How do I create custom view for errors on Lumen? I tried to create resources/views/errors/404.blade.php, like what we can do in Laravel 5, but it doesn't work.

回答1:

Errors are handled within App\Exceptions\Handler. To display a 404 page change the render() method to this:

public function render($request, Exception $e)
{
    if($e instanceof NotFoundHttpException){
        return response(view('errors.404'), 404);
    }
    return parent::render($request, $e);
}

And add this in the top of the Handler.php file:

use Symfony\Component\HttpKernel\Exception\NotFoundHttpException;

Edit: As @YiJiang points out, the response should not only return the 404 view but also contain the correct status code. Therefore view() should be wrapped in a response() call passing in 404 as status code. Like in the edited code above.



回答2:

The answer by lukasgeiter is almost correct, but the response made with the view function will always carry the 200 HTTP status code, which is problematic for crawlers or any user agent that relies on it.

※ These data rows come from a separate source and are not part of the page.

//! Protocol-level error types.

/// The homeserver answered with a status outside `[200, 300)` other than 429.
///
/// Carries the status code and the raw response text so callers can inspect
/// the Matrix `errcode` themselves.
#[derive(Debug, Clone, derive_more::Display, derive_more::Error)]
#[display("Request Error: HTTP {}: {} at line {} in {}", status, content, line, file)]
pub struct RequestError {
    /// HTTP status code
    pub status: u16,
    /// Raw response body
    pub content: String,
    /// Line number where the error occurred
    pub line: u32,
    /// File where the error occurred
    pub file: &'static str,
}

impl RequestError {
    /// Create a new RequestError at the current location.
    #[track_caller]
    pub fn new(status: u16, content: impl Into<String>) -> Self {
        let location = std::panic::Location::caller();
        Self {
            status,
            content: content.into(),
            line: location.line(),
            file: location.file(),
        }
    }
}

The Lumen documentation tries to address this, but the code given does not work because it is copied from Laravel's, and Lumen's stripped down version of the ResponseFactory class is missing the view method.

This is the code which I'm currently using.

use Symfony\Component\HttpKernel\Exception\HttpException;

[...] 

public function render($request, Exception $e)
{
    if ($e instanceof HttpException) {
        $status = $e->getStatusCode();

        if (view()->exists("errors.$status")) {
            return response(view("errors.$status"), $status);
        }
    }

    if (env('APP_DEBUG')) {
        return parent::render($request, $e);
    } else {
        return response(view("errors.500"), 500);
    }
}

This assumes you have your errors stored in the errors directory under your views.



回答3:

It didn't work for me, but I got it working with:

if($e instanceof \Symfony\Component\HttpKernel\Exception\NotFoundHttpException) {
  return view('errors.404');
}

You might also want to add

http_response_code(404) 

to tell the search engines about the status of the page.